Secara hukum seseorang dikatakan dewasa apabila ia sudah berusia 21 tahun. Apabila teman-teman berkesempatan mengenyam pendidikan tinggi dibangku perkuliahan, maka pada usia ini seharusnya-sewajibnya teman-teman sedang/selesai mengerjakan skripsi dan akan lulus kuliah. Benar tidak?
Setelah lulus dari bangku perkuliahan bukanlah akhir dari perjalanan diri saya dan teman-teman, melainkan sebuah awal baru menuju dunia baru yang harus kita taklukkan. Dunia orang dewasa.
Di dunia ini kita banyak dihadapkan pada banyaknya ekspektasi dan tuntutan dari keluarga dan lingkungan sosial. Disisi lain kita harus bertanggung jawab pada diri sendiri, dan menjadi mandiri baik secara ekonomi, psikologis, dan sosiologis.

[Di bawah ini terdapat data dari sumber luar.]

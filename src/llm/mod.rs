//! LLM module - Language Model integrations
//!
//! Provides the provider abstraction and an OpenAI-compatible implementation.

pub mod openai;
pub mod traits;

pub use openai::OpenAiClient;
pub use traits::{GenerateOptions, LLMProvider, LLMResponse, TokenUsage};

Jadi tidak heran jika diusia ini akan banyak sekali pertanyaan-pertanyaan terkait:
"Kerja dimana?"
"Sudah punya calon suami?"
"Ngapain aja kok kuliah nggak lulus-lulus?"
"Gaji kamu berapa?"
"Penghasilanmu sudah buat beli apa saja?"
"Kapan nikah?"
"Kapan beli mobil?"
Dan berbagai pertanyaan-pertanyaan tuntutan dan ekspektasi lainnya.
Belum lagi, adanya tuntutan pencapaian-pencapaian yang lebih sukses, lebih mapan, daripada teman-teman sebaya kita. Siapa yang lebih cepat lulus kuliah, kerja yang mapan-nyaman-aman, menikah dan membangun keluarga yang harmonis, melanjutkan pendidikan yang lebih tinggi, mempunyai rumah-mobil-aset yang banyak, dan pencapaian duniawi lainnya, dialah seorang pemenang baik dalam angkatan sebaya ataupun dalam memuaskan ekspektasi masyarakat.
Hidup di usia dewasa ini bagaikan hidup dalam perlombaan pacuan kuda. Siapa yang lebih cepat, dialah pemenangnya. Karenanya tidakkah kita merasa lelah harus berlarian demi memuaskan ekspektasi yang tidak ada hentinya?
Saya pribadi, seringkali merasa gusar karena saya merasa tidak nyaman seseorang menghakimi diri saya. Saya merasa gusar apabila seseorang membandingkan pencapaian saya dengan teman-teman seangkatan saya. Saya merasa gusar apabila saya dibilang terlalu cuek dan pemilih sehingga para pria enggan mendekati saya. Serta saya merasa gusar ketika orang lain menganggap rendah pekerjaan saya.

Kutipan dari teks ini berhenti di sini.